Prologis Inc. (PLD), a leading industrial real estate investment trust (REIT), has recently signed a lease agreement spanning 540,000 square feet of its development portfolio in the Netherlands with Syncreon, a worldwide logistics service provider, for an undisclosed amount. The lessee would occupy the space at Prologis Park Tilburg, which is located in the Industrial Park Vossenberg-West, northwest of Tilburg, and consists of three state-of-the-art distribution facilities totaling about 1.3 million square feet of warehouse space.
The transaction is one of the largest of its kind in the country in the current year. With the lease, Syncreon is expected to better serve the European business of an undisclosed international computer manufacturer. The leased facility is strategically located in the south-central part of the Netherlands near the Belgian border and facilitates multimodal transport at a midpoint between Rotterdam and the German industrial zone, thereby offering a significant growth opportunity for the logistics company.
On the other hand, the lease agreement enables Prologis to expand and cement its strategic ties with leading third-party global logistics service providers like Syncreon, which remains focused on improving supply chain efficiencies through the lease-up of functional and modern distribution space. Consequently, the lease agreement is a win-win deal for both the participating companies.
Prologis acquires, develops, operates and manages industrial real estate space in North America, Asia and Europe. Given its international presence, Prologis has lately faced unfavorable foreign currency movements and other economic fluctuations that have impaired its top-line growth.

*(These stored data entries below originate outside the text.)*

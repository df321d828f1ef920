use crate::buffer::{DedupBuffer, PutOutcome, dedup_key};
use crate::config::{Config, OverflowPolicy};

use std::collections::HashMap;
use std::sync::Arc;
use std::time::Duration;

use tokio::sync::{Mutex, Notify};
use weft_broker::Delivery;

/// Per-channel inbound state shared between the facade and the delivery
/// listener.
///
/// The listener writes from whatever execution context the broker schedules
/// callbacks on, so both maps live behind locks. Buffers are created by the
/// first delivery for a channel, not by the consumer.
#[derive(Debug)]
pub(crate) struct Inbound<M> {
    buffers: Mutex<HashMap<String, DedupBuffer<M>>>,
    capacity: usize,
    overflow: OverflowPolicy,
    wakeups: Mutex<HashMap<String, Arc<Notify>>>,
}

impl<M> Inbound<M>
where
    M: Delivery,
{
    pub(crate) fn new(config: &Config) -> Self {
        Self {
            buffers: Mutex::new(HashMap::new()),
            capacity: config.capacity,
            overflow: config.overflow,
            wakeups: Mutex::new(HashMap::new()),
        }
    }

    pub(crate) const fn overflow(&self) -> OverflowPolicy {
        self.overflow
    }

    /// Buffers a delivery for the channel, creating the buffer on first use,
    /// and wakes one waiting receiver when something new is pending.
    pub(crate) async fn deposit(&self, channel: &str, delivery: M) -> PutOutcome<M> {
        let key = dedup_key(delivery.attributes());
        let outcome = {
            let mut buffers = self.buffers.lock().await;
            buffers
                .entry(channel.to_string())
                .or_insert_with(|| DedupBuffer::new(self.capacity, self.overflow))
                .put(key, delivery)
        };
        if matches!(outcome, PutOutcome::Enqueued | PutOutcome::Evicted(_)) {
            self.wakeup(channel).await.notify_one();
        }
        outcome
    }

    /// The channel's wakeup signal, created on first use by whichever side
    /// needs it first.
    pub(crate) async fn wakeup(&self, channel: &str) -> Arc<Notify> {
        self.wakeups
            .lock()
            .await
            .entry(channel.to_string())
            .or_default()
            .clone()
    }

    /// Atomically pops the oldest pending delivery, draining entries older
    /// than `max_age` first. Expired deliveries are handed back for the
    /// caller to settle.
    pub(crate) async fn collect(&self, channel: &str, max_age: Duration) -> (Option<M>, Vec<M>) {
        let (taken, expired, more_pending) = {
            let mut buffers = self.buffers.lock().await;
            match buffers.get_mut(channel) {
                Some(buffer) => {
                    let expired = buffer.sweep_expired(max_age);
                    let taken = buffer.take();
                    let more_pending = taken.is_some() && !buffer.is_empty();
                    (taken, expired, more_pending)
                }
                None => (None, Vec::new(), false),
            }
        };
        if more_pending {
            // Hand the turn to the next waiting receiver.
            self.wakeup(channel).await.notify_one();
        }
        (taken, expired)
    }

    /// Drops all buffers and wakeup signals. Receivers parked on an old
    /// signal are woken so they re-arm against fresh state.
    pub(crate) async fn clear(&self) {
        self.buffers.lock().await.clear();
        let mut wakeups = self.wakeups.lock().await;
        for wakeup in wakeups.values() {
            wakeup.notify_waiters();
        }
        wakeups.clear();
    }
}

Furthermore, although third quarter 2011 results exceeded the Zacks Consensus Estimates, macroeconomic issues had contributed to a slower pace of recovery as the industry was affected by the continued concerns about sovereign debt issues, rising energy costs, global military actions and the devastation and loss caused by the earthquake and tsunami in Japan.
In addition, the unrelenting troubles in the residential sector are weighing on commercial property operations. The credit crunch has also widened the bid-ask spread between buyers and sellers of commercial real estate, which has caused deal volumes to fall compared to pre-recession levels. Moreover, market vacancy increases is expected to mitigate Prologis’ ability to push through rental rate increases, thereby affecting the long-term growth of the company.
We currently have a ‘Neutral’ recommendation and a Zacks #3 Rank for Prologis, which translates into a short-term ‘Hold’ rating. However, we have an ‘Outperform’ recommendation and a Zacks #3 Rank for Winthrop Realty Trust (FUR), one of the peers of Prologis.